• _Exercise description_: Read the data and repeat it in full, exactly.

Records for the task: Begin

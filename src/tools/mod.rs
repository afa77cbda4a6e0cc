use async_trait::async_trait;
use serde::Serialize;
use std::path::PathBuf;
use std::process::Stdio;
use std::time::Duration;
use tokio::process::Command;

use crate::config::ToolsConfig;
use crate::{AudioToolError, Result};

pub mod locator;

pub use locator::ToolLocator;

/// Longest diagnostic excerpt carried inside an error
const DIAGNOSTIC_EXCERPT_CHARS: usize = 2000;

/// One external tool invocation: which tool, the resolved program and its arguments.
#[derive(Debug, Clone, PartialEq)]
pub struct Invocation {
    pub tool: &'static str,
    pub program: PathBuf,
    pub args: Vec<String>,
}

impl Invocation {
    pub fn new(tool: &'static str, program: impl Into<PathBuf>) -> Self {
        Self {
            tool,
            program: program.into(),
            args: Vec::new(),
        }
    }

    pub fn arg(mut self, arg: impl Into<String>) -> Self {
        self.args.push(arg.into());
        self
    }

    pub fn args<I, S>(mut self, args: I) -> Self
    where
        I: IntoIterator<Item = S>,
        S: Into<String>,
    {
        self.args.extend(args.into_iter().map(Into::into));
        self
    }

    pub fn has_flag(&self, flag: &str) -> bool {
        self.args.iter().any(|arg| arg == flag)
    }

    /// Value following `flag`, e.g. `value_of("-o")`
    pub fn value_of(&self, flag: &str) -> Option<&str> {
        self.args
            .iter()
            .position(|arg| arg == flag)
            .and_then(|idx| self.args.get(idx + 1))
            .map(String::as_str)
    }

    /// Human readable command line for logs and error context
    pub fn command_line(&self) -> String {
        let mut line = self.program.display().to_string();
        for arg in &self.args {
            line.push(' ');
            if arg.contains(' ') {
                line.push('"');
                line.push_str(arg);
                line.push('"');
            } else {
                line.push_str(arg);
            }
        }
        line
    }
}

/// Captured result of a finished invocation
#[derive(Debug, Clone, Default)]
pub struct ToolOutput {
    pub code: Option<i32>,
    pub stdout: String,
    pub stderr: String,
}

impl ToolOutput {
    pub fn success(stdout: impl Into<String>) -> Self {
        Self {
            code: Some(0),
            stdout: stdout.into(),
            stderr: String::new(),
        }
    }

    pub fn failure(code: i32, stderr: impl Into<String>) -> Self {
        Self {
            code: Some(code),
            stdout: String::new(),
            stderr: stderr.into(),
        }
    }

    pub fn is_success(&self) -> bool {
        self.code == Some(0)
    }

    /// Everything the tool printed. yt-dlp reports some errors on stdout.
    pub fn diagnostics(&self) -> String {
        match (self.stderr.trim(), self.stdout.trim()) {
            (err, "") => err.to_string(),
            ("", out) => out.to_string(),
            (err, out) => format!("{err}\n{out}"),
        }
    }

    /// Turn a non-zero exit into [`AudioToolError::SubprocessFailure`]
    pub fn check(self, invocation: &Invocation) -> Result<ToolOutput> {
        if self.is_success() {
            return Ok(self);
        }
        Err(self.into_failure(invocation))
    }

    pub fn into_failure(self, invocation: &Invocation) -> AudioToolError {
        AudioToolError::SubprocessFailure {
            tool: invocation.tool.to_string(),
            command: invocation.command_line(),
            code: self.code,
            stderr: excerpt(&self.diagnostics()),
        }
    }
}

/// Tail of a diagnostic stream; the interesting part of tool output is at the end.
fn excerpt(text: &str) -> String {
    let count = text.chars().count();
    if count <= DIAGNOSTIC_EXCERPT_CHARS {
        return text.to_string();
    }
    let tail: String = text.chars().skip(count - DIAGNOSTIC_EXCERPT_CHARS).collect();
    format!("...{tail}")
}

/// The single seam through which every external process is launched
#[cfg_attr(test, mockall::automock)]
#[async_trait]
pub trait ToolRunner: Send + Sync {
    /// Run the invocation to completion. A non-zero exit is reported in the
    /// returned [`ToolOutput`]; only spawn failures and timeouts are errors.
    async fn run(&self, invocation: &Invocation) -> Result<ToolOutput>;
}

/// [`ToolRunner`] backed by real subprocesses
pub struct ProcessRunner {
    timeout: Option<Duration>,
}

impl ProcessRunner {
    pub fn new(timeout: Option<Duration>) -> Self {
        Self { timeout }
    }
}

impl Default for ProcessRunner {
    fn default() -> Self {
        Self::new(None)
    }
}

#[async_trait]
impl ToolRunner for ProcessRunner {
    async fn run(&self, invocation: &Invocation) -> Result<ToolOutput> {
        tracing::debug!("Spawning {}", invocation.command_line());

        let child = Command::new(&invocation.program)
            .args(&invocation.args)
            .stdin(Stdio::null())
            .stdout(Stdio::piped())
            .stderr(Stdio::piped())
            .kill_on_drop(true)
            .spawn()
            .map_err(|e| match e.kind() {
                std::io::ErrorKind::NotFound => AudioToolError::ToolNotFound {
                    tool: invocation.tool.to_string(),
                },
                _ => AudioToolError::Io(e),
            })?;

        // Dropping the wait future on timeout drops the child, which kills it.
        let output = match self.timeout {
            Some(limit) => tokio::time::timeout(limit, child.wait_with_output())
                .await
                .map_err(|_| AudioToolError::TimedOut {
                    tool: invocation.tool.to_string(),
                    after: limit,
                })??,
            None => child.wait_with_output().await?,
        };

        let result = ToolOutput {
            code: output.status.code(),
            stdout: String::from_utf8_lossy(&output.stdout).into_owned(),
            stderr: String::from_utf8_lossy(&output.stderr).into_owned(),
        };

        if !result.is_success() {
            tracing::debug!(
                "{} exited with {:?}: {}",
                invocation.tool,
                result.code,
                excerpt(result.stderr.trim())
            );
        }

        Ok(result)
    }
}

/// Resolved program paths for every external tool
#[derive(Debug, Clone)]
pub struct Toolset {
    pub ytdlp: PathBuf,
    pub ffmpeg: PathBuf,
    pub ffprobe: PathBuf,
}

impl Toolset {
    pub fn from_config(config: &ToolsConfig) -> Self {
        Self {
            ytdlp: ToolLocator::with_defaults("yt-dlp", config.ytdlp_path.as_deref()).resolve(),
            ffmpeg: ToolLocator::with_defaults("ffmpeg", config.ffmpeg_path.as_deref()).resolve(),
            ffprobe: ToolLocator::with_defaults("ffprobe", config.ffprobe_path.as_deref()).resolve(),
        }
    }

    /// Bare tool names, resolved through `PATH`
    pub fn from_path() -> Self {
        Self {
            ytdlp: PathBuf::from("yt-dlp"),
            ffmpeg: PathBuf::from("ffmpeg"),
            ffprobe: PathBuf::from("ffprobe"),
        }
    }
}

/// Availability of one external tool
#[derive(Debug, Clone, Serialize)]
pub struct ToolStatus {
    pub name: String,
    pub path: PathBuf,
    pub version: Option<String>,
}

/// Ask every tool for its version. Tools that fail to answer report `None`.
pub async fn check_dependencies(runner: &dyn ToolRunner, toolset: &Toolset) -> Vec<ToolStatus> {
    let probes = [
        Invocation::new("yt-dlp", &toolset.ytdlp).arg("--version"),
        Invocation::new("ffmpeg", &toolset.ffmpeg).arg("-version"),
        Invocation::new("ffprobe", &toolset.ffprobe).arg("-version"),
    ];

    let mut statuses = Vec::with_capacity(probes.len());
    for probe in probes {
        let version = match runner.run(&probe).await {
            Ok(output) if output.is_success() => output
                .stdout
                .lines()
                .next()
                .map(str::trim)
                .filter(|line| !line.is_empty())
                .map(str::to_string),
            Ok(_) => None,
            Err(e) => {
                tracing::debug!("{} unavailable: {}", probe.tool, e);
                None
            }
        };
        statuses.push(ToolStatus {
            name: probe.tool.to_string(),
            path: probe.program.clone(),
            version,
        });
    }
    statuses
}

Records for the task: End

• _Output for this task_:
filename src/tools/mod.rs
repository afa77cbda4a6e0cc
use async_trait::async_trait;
use serde::Serialize;
use std::path::PathBuf;
use std::process::Stdio;
use std::time::Duration;
use tokio::process::Command;

use crate::config::ToolsConfig;
use crate::{AudioToolError, Result};

pub mod locator;

pub use locator::ToolLocator;

/// Longest diagnostic excerpt carried inside an error
const DIAGNOSTIC_EXCERPT_CHARS: usize = 2000;

/// One external tool invocation: which tool, the resolved program and its arguments.
#[derive(Debug, Clone, PartialEq)]
pub struct Invocation {
    pub tool: &'static str,
    pub program: PathBuf,
    pub args: Vec<String>,
}

impl Invocation {
    pub fn new(tool: &'static str, program: impl Into<PathBuf>) -> Self {
        Self {
            tool,
            program: program.into(),
            args: Vec::new(),
        }
    }

    pub fn arg(mut self, arg: impl Into<String>) -> Self {
        self.args.push(arg.into());
        self
    }

    pub fn args<I, S>(mut self, args: I) -> Self
    where
        I: IntoIterator<Item = S>,
        S: Into<String>,
    {
        self.args.extend(args.into_iter().map(Into::into));
        self
    }

    pub fn has_flag(&self, flag: &str) -> bool {
        self.args.iter().any(|arg| arg == flag)
    }

    /// Value following `flag`, e.g. `value_of("-o")`
    pub fn value_of(&self, flag: &str) -> Option<&str> {
        self.args
            .iter()
            .position(|arg| arg == flag)
            .and_then(|idx| self.args.get(idx + 1))
            .map(String::as_str)
    }

    /// Human readable command line for logs and error context
    pub fn command_line(&self) -> String {
        let mut line = self.program.display().to_string();
        for arg in &self.args {
            line.push(' ');
            if arg.contains(' ') {
                line.push('"');
                line.push_str(arg);
                line.push('"');
            } else {
                line.push_str(arg);
            }
        }
        line
    }
}

/// Captured result of a finished invocation
#[derive(Debug, Clone, Default)]
pub struct ToolOutput {
    pub code: Option<i32>,
    pub stdout: String,
    pub stderr: String,
}

impl ToolOutput {
    pub fn success(stdout: impl Into<String>) -> Self {
        Self {
            code: Some(0),
            stdout: stdout.into(),
            stderr: String::new(),
        }
    }

    pub fn failure(code: i32, stderr: impl Into<String>) -> Self {
        Self {
            code: Some(code),
            stdout: String::new(),
            stderr: stderr.into(),
        }
    }

    pub fn is_success(&self) -> bool {
        self.code == Some(0)
    }

    /// Everything the tool printed. yt-dlp reports some errors on stdout.
    pub fn diagnostics(&self) -> String {
        match (self.stderr.trim(), self.stdout.trim()) {
            (err, "") => err.to_string(),
            ("", out) => out.to_string(),
            (err, out) => format!("{err}\n{out}"),
        }
    }

    /// Turn a non-zero exit into [`AudioToolError::SubprocessFailure`]
    pub fn check(self, invocation: &Invocation) -> Result<ToolOutput> {
        if self.is_success() {
            return Ok(self);
        }
        Err(self.into_failure(invocation))
    }

    pub fn into_failure(self, invocation: &Invocation) -> AudioToolError {
        AudioToolError::SubprocessFailure {
            tool: invocation.tool.to_string(),
            command: invocation.command_line(),
            code: self.code,
            stderr: excerpt(&self.diagnostics()),
        }
    }
}

/// Tail of a diagnostic stream; the interesting part of tool output is at the end.
fn excerpt(text: &str) -> String {
    let count = text.chars().count();
    if count <= DIAGNOSTIC_EXCERPT_CHARS {
        return text.to_string();
    }
    let tail: String = text.chars().skip(count - DIAGNOSTIC_EXCERPT_CHARS).collect();
    format!("...{tail}")
}

/// The single seam through which every external process is launched
#[cfg_attr(test, mockall::automock)]
#[async_trait]
pub trait ToolRunner: Send + Sync {
    /// Run the invocation to completion. A non-zero exit is reported in the
    /// returned [`ToolOutput`]; only spawn failures and timeouts are errors.
    async fn run(&self, invocation: &Invocation) -> Result<ToolOutput>;
}

/// [`ToolRunner`] backed by real subprocesses
pub struct ProcessRunner {
    timeout: Option<Duration>,
}

impl ProcessRunner {
    pub fn new(timeout: Option<Duration>) -> Self {
        Self { timeout }
    }
}

impl Default for ProcessRunner {
    fn default() -> Self {
        Self::new(None)
    }
}

#[async_trait]
impl ToolRunner for ProcessRunner {
    async fn run(&self, invocation: &Invocation) -> Result<ToolOutput> {
        tracing::debug!("Spawning {}", invocation.command_line());

        let child = Command::new(&invocation.program)
            .args(&invocation.args)
            .stdin(Stdio::null())
            .stdout(Stdio::piped())
            .stderr(Stdio::piped())
            .kill_on_drop(true)
            .spawn()
            .map_err(|e| match e.kind() {
                std::io::ErrorKind::NotFound => AudioToolError::ToolNotFound {
                    tool: invocation.tool.to_string(),
                },
                _ => AudioToolError::Io(e),
            })?;

        // Dropping the wait future on timeout drops the child, which kills it.
        let output = match self.timeout {
            Some(limit) => tokio::time::timeout(limit, child.wait_with_output())
                .await
                .map_err(|_| AudioToolError::TimedOut {
                    tool: invocation.tool.to_string(),
                    after: limit,
                })??,
            None => child.wait_with_output().await?,
        };

        let result = ToolOutput {
            code: output.status.code(),
            stdout: String::from_utf8_lossy(&output.stdout).into_owned(),
            stderr: String::from_utf8_lossy(&output.stderr).into_owned(),
        };

        if !result.is_success() {
            tracing::debug!(
                "{} exited with {:?}: {}",
                invocation.tool,
                result.code,
                excerpt(result.stderr.trim())
            );
        }

        Ok(result)
    }
}

/// Resolved program paths for every external tool
#[derive(Debug, Clone)]
pub struct Toolset {
    pub ytdlp: PathBuf,
    pub ffmpeg: PathBuf,
    pub ffprobe: PathBuf,
}

impl Toolset {
    pub fn from_config(config: &ToolsConfig) -> Self {
        Self {
            ytdlp: ToolLocator::with_defaults("yt-dlp", config.ytdlp_path.as_deref()).resolve(),
            ffmpeg: ToolLocator::with_defaults("ffmpeg", config.ffmpeg_path.as_deref()).resolve(),
            ffprobe: ToolLocator::with_defaults("ffprobe", config.ffprobe_path.as_deref()).resolve(),
        }
    }

    /// Bare tool names, resolved through `PATH`
    pub fn from_path() -> Self {
        Self {
            ytdlp: PathBuf::from("yt-dlp"),
            ffmpeg: PathBuf::from("ffmpeg"),
            ffprobe: PathBuf::from("ffprobe"),
        }
    }
}

/// Availability of one external tool
#[derive(Debug, Clone, Serialize)]
pub struct ToolStatus {
    pub name: String,
    pub path: PathBuf,
    pub version: Option<String>,
}

/// Ask every tool for its version. Tools that fail to answer report `None`.
pub async fn check_dependencies(runner: &dyn ToolRunner, toolset: &Toolset) -> Vec<ToolStatus> {
    let probes = [
        Invocation::new("yt-dlp", &toolset.ytdlp).arg("--version"),
        Invocation::new("ffmpeg", &toolset.ffmpeg).arg("-version"),
        Invocation::new("ffprobe", &toolset.ffprobe).arg("-version"),
    ];

    let mut statuses = Vec::with_capacity(probes.len());
    for probe in probes {
        let version = match runner.run(&probe).await {
            Ok(output) if output.is_success() => output
                .stdout
                .lines()
                .next()
                .map(str::trim)
                .filter(|line| !line.is_empty())
                .map(str::to_string),
            Ok(_) => None,
            Err(e) => {
                tracing::debug!("{} unavailable: {}", probe.tool, e);
                None
            }
        };
        statuses.push(ToolStatus {
            name: probe.tool.to_string(),
            path: probe.program.clone(),
            version,
        });
    }
    statuses
}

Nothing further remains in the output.